File lscsoft-glue-python-3.10-fixes.patch of Package lscsoft-glue
From 0df2bc1b9a994e5c3c741fa0925470a4183833b3 Mon Sep 17 00:00:00 2001
From: Duncan Macleod <duncan.macleod@ligo.org>
Date: Tue, 30 Nov 2021 16:42:29 +0000
Subject: [PATCH 1/2] glue.ligolw: fix python3.10 compatibility
This is a cross-project cherry-pick of https://git.ligo.org/kipp.cannon/python-ligo-lw/-/commit/93ecb764202ee8cb56722441eb339fd1e719b5aa
Co-authored-by: Kipp Cannon <kipp.cannon@ligo.org>
---
glue/ligolw/tokenizer.RowDumper.c | 8 +-
glue/ligolw/tokenizer.Tokenizer.c | 138 +++++++++++++++++++-----------
2 files changed, 91 insertions(+), 55 deletions(-)
diff --git a/glue/ligolw/tokenizer.RowDumper.c b/glue/ligolw/tokenizer.RowDumper.c
index 796586fd..dfc97ff7 100644
--- a/glue/ligolw/tokenizer.RowDumper.c
+++ b/glue/ligolw/tokenizer.RowDumper.c
@@ -30,6 +30,8 @@
#include <structmember.h>
#include <stdlib.h>
#include <tokenizer.h>
+#include <wchar.h>
+#include <wctype.h>
/*
@@ -91,7 +93,7 @@ static void __del__(PyObject *self)
static int __init__(PyObject *self, PyObject *args, PyObject *kwds)
{
ligolw_RowDumper *rowdumper = (ligolw_RowDumper *) self;
- Py_UNICODE default_delimiter = ',';
+ wchar_t default_delimiter = L',';
rowdumper->delimiter = NULL;
if(!PyArg_ParseTuple(args, "OO|U", &rowdumper->attributes, &rowdumper->formats, &rowdumper->delimiter))
@@ -100,7 +102,7 @@ static int __init__(PyObject *self, PyObject *args, PyObject *kwds)
if(rowdumper->delimiter)
Py_INCREF(rowdumper->delimiter);
else
- rowdumper->delimiter = PyUnicode_FromUnicode(&default_delimiter, 1);
+ rowdumper->delimiter = PyUnicode_FromWideChar(&default_delimiter, 1);
rowdumper->attributes = llwtokenizer_build_attributes(rowdumper->attributes);
rowdumper->formats = llwtokenizer_build_formats(rowdumper->formats);
if(!rowdumper->delimiter || !rowdumper->attributes || !rowdumper->formats)

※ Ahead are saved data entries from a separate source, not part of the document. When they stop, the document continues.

//! Selector catalog for the web client's registration screens.
//!
//! Each [`Role`] maps to one [`LogicalElement`]. Where the client renders
//! more than one markup shape for a control, every shape is a separate
//! candidate, highest priority first.

use std::fmt;

use crate::locator::{xpath_literal, LogicalElement, Selector};

/// Logical UI targets used by the page objects
#[derive(Debug, Clone, Copy, PartialEq, Eq, Hash)]
pub enum Role {
    /// "Continue in Russian" on the start screen
    ContinueInRussian,
    /// "Log in by phone number" on the start screen
    PhoneLogin,
    /// Phone number field, native or rich-text
    PhoneInput,
    /// "Keep me signed in" checkbox
    RememberMe,
    /// One-time code field
    CodeInput,
    /// Cloud password field
    PasswordInput,
    /// Submit / "Next" button on login forms
    Submit,
    /// Chat list search box
    SearchInput,
    /// First row of the search results
    FirstSearchResult,
    /// Bot "START" button
    StartBot,
    /// Message composer
    MessageInput,
    /// Conversation overflow menu
    MoreActions,
    /// "Delete chat" menu item
    DeleteChat,
    /// Confirm button of the delete dialog
    ConfirmDelete,
}

impl Role {
    /// Every static role
    pub const ALL: [Self; 14] = [
        Self::ContinueInRussian,
        Self::PhoneLogin,
        Self::PhoneInput,
        Self::RememberMe,
        Self::CodeInput,
        Self::PasswordInput,
        Self::Submit,
        Self::SearchInput,
        Self::FirstSearchResult,
        Self::StartBot,
        Self::MessageInput,
        Self::MoreActions,
        Self::DeleteChat,
        Self::ConfirmDelete,
    ];

    /// Human-readable role label used in errors and logs
    #[must_use]
    pub const fn label(self) -> &'static str {
        match self {
            Self::ContinueInRussian => "continue in Russian",
            Self::PhoneLogin => "log in by phone",
            Self::PhoneInput => "phone input",
            Self::RememberMe => "remember me",
            Self::CodeInput => "code input",
            Self::PasswordInput => "password input",
            Self::Submit => "submit button",
            Self::SearchInput => "search input",
            Self::FirstSearchResult => "first search result",
            Self::StartBot => "start bot button",
            Self::MessageInput => "message input",
            Self::MoreActions => "more actions",
            Self::DeleteChat => "delete chat",
            Self::ConfirmDelete => "confirm delete",
        }
    }
}

impl fmt::Display for Role {
    fn fmt(&self, f: &mut fmt::Formatter<'_>) -> fmt::Result {
        f.write_str(self.label())
    }
}

/// Bind a role to its candidate selectors
#[must_use]
pub fn locate(role: Role) -> LogicalElement {
    fn x(expression: &str) -> Selector {
        Selector::xpath(expression)
    }
    let element = |first: &str| LogicalElement::new(role.label(), x(first));
    match role {
        Role::ContinueInRussian => element("//*[text()='Продолжить на русском']"),
        Role::PhoneLogin => element("//*[text()='Вход по номеру телефона']"),
        Role::PhoneInput => element("//*[@id='sign-in-phone-number']")
            .or(x("//*[@class='input-field input-field-phone']")),
        Role::RememberMe => element("//input[@id='sign-in-keep-session']"),
        Role::CodeInput => element("//input[@id='sign-in-code']")
            .or(x("//input[@class='input-field-input is-empty']")),
        Role::PasswordInput => element("//input[@name='notsearch_password']")
            .or(x("//input[@type='password' and not(@class='stealthy')]")),
        Role::Submit => element("//*[@type='submit']").or(x("//*[text()='Далее']")),
        Role::SearchInput => element("//input[@id='telegram-search-input']").or(x(
            "//input[@class='input-field-input is-empty input-search-input with-focus-effect']",
        )),
        Role::FirstSearchResult => element(
            "//div[@class='search-section']//div[@class='info' or \
             @class='row no-wrap row-with-padding row-clickable hover-effect rp chatlist-chat chatlist-chat-abitbigger']",
        )
        .first_match(),
        Role::StartBot => element("//button[text()='СТАРТ']"),
        Role::MessageInput => element("//div[@id='editable-message-text']"),
        Role::MoreActions => element("//button[@aria-label='More actions']"),
        Role::DeleteChat => element("//div[text()='Удалить чат']"),
        Role::ConfirmDelete => element("//h3[text()='Удалить чат']/../..//button[text()='Удалить']"),
    }
}

/// Inline keyboard button in a bot message, matched by exact label.
///
/// The label span sits inside the button, so the selector already steps up
/// to the clickable parent.
#[must_use]
pub fn in_chat_button(label: &str) -> LogicalElement {
    LogicalElement::new(
        format!("in-chat button '{label}'"),
        Selector::xpath(format!(
            "//span[@class='inline-button-text' and text()={}]/..",
            xpath_literal(label)
        )),
    )
}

@@ -220,7 +222,7 @@ static PyObject *next(PyObject *self)
}
if(val == Py_None)
- token = PyUnicode_FromUnicode(NULL, 0); /* u"" */
+ token = PyUnicode_FromWideChar(NULL, 0); /* u"" */
else
token = PyObject_CallFunctionObjArgs(PyTuple_GET_ITEM(rowdumper->formats, i), val, NULL);
Py_DECREF(val);
diff --git a/glue/ligolw/tokenizer.Tokenizer.c b/glue/ligolw/tokenizer.Tokenizer.c
index f38151e3..e5c25996 100644
--- a/glue/ligolw/tokenizer.Tokenizer.c
+++ b/glue/ligolw/tokenizer.Tokenizer.c
@@ -32,6 +32,8 @@
#include <stdlib.h>
#include <string.h>
#include <tokenizer.h>
+#include <wchar.h>
+#include <wctype.h>
/*
@@ -49,7 +51,7 @@
*/
-static const Py_UNICODE default_quote_characters[] = {'\'', '\"', '\0'};
+static const wchar_t default_quote_characters[] = {L'\'', L'\"', 0};
/*
@@ -66,19 +68,19 @@ typedef struct {
/* the type to which the next parsed token will be converted */
PyObject **type;
/* delimiter character to be used in parsing */
- Py_UNICODE delimiter;
+ wchar_t delimiter;
/* the character(s) to interpret as a quote character */
- const Py_UNICODE *quote_characters;
+ const wchar_t *quote_characters;
/* the character to interpret as the escape character */
- Py_UNICODE escape_character;
+ wchar_t escape_character;
/* size of internal buffer, minus null terminator */
Py_ssize_t allocation;
/* internal buffer */
- Py_UNICODE *data;
+ wchar_t *data;
/* end of internal buffer's contents (null terminator) */
- Py_UNICODE *length;
+ wchar_t *length;
/* current offset in buffer */
- Py_UNICODE *pos;
+ wchar_t *pos;
} ligolw_Tokenizer;
@@ -90,7 +92,12 @@ typedef struct {
static int add_to_data(ligolw_Tokenizer *tokenizer, PyObject *unicode)
{
+ /* FIXME: remove GET_SIZE vers. when we require python >= 3.12 */
+#ifndef PyUnicode_GET_LENGTH
Py_ssize_t n = PyUnicode_GET_SIZE(unicode);
+#else
+ Py_ssize_t n = PyUnicode_GET_LENGTH(unicode);
+#endif
if(n) {
if(tokenizer->length - tokenizer->data + n > tokenizer->allocation) {
@@ -106,7 +113,7 @@ static int add_to_data(ligolw_Tokenizer *tokenizer, PyObject *unicode)
* the null terminator
*/
- Py_UNICODE *old_data = tokenizer->data;
+ wchar_t *old_data = tokenizer->data;
tokenizer->data = realloc(tokenizer->data, (tokenizer->allocation + n + 1) * sizeof(*tokenizer->data));
if(!tokenizer->data) {
@@ -132,7 +139,7 @@ static int add_to_data(ligolw_Tokenizer *tokenizer, PyObject *unicode)
* terminator
*/
- memcpy(tokenizer->length, PyUnicode_AsUnicode(unicode), n * sizeof(*tokenizer->length));
+ PyUnicode_AsWideChar(unicode, tokenizer->length, n);
tokenizer->length += n;
*tokenizer->length = 0;
}
@@ -184,7 +191,7 @@ static void unref_types(ligolw_Tokenizer *tokenizer)
*/
-static void parse_error(PyObject *exception, const Py_UNICODE *buffer, const ptrdiff_t buffer_length, const Py_UNICODE *pos, const char *msg)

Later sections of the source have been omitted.